Could you set down exactly the lines in the records below between the line holding "filename crates/systems/atari2600/src/cpu.rs" and the line holding "Bus interface the", inclusive?

---- SUPPLIED MATERIAL

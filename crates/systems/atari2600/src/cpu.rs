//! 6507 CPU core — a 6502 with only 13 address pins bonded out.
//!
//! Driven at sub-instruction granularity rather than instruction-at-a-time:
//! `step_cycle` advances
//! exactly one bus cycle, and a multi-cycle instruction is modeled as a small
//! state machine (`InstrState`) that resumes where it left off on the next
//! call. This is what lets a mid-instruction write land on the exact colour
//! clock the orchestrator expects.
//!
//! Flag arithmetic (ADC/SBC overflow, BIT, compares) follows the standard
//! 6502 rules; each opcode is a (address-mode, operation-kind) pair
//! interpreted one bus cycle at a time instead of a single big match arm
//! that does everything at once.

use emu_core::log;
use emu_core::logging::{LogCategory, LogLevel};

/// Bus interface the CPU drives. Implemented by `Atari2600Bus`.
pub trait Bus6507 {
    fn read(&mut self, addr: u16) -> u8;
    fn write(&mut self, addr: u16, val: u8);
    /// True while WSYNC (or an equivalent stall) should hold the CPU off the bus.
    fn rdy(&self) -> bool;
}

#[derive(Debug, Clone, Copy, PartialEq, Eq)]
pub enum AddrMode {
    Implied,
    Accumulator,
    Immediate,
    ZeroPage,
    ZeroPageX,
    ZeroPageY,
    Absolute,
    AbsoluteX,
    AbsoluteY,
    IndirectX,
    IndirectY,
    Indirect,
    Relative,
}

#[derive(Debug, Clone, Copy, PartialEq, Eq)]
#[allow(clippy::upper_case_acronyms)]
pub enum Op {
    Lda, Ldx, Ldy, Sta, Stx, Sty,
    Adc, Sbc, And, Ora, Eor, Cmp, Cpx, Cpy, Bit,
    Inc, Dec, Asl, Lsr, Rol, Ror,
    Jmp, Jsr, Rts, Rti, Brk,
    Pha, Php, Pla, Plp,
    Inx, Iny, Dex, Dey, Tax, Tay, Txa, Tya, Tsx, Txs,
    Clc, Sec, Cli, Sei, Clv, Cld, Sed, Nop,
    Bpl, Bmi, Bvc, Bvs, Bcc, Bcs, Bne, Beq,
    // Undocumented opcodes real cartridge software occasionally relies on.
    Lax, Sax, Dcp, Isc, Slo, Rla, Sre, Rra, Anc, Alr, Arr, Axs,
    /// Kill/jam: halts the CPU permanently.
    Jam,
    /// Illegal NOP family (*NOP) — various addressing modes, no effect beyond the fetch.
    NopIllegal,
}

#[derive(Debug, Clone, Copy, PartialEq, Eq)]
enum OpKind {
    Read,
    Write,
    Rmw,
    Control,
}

--------
---- SUPPLIED MATERIAL

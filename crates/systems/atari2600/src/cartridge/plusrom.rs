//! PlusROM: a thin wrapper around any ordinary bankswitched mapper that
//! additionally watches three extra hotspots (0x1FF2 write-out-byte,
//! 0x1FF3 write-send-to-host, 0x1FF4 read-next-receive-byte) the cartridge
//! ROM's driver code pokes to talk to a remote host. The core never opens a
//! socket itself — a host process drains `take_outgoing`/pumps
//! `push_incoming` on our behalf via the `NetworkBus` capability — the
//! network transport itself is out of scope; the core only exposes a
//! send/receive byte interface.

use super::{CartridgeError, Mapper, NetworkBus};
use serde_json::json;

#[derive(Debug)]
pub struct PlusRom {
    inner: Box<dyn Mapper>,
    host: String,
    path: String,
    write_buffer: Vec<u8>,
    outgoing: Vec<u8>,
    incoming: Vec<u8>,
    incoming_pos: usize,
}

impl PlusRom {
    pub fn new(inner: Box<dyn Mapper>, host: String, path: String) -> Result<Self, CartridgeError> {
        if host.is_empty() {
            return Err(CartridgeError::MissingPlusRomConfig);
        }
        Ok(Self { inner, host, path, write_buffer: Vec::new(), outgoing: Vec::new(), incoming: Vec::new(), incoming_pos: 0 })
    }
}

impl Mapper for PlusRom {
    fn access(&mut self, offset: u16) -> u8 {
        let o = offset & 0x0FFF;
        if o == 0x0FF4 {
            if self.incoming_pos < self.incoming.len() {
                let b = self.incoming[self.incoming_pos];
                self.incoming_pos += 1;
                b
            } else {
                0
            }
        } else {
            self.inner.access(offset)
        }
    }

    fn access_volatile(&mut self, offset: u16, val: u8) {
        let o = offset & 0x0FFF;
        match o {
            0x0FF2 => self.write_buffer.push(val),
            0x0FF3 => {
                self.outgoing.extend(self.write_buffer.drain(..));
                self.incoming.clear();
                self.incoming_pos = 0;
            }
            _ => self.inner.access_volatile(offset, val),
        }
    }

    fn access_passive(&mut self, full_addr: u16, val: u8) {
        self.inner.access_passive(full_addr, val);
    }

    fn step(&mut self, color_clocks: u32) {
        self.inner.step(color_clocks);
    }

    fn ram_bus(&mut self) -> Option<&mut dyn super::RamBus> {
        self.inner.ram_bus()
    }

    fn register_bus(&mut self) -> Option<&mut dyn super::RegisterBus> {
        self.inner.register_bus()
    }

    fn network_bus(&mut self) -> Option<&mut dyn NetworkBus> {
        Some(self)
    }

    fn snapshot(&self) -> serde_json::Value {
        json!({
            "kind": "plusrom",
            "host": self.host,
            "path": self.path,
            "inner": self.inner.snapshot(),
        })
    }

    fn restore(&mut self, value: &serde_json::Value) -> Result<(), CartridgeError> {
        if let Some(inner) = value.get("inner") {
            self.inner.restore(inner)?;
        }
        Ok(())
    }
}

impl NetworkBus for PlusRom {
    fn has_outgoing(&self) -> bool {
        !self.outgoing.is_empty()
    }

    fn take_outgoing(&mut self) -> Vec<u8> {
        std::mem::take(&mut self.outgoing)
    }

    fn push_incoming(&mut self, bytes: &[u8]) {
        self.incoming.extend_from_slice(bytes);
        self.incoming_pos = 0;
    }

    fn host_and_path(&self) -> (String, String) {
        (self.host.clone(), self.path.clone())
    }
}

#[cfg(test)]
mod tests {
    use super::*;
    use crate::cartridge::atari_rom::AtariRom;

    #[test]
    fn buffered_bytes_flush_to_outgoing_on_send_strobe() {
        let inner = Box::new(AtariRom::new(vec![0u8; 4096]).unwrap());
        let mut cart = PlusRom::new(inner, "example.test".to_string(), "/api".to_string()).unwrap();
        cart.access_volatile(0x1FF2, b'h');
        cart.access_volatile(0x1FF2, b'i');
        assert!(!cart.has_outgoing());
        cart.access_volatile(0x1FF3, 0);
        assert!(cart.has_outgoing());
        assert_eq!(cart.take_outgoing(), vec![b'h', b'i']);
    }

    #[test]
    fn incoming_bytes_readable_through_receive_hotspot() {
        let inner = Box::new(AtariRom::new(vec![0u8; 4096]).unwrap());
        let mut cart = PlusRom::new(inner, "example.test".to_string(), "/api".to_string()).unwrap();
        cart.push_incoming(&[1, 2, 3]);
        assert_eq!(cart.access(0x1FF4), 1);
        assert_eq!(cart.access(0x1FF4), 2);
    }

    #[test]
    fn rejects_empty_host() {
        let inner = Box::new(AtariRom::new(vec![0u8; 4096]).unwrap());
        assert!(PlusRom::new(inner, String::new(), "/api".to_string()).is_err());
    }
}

--------

RESULT OF THIS TASK:
filename crates/systems/atari2600/src/cpu.rs
//! 6507 CPU core — a 6502 with only 13 address pins bonded out.
//!
//! Driven at sub-instruction granularity rather than instruction-at-a-time:
//! `step_cycle` advances
//! exactly one bus cycle, and a multi-cycle instruction is modeled as a small
//! state machine (`InstrState`) that resumes where it left off on the next
//! call. This is what lets a mid-instruction write land on the exact colour
//! clock the orchestrator expects.
//!
//! Flag arithmetic (ADC/SBC overflow, BIT, compares) follows the standard
//! 6502 rules; each opcode is a (address-mode, operation-kind) pair
//! interpreted one bus cycle at a time instead of a single big match arm
//! that does everything at once.

use emu_core::log;
use emu_core::logging::{LogCategory, LogLevel};

/// Bus interface the CPU drives. Implemented by `Atari2600Bus`.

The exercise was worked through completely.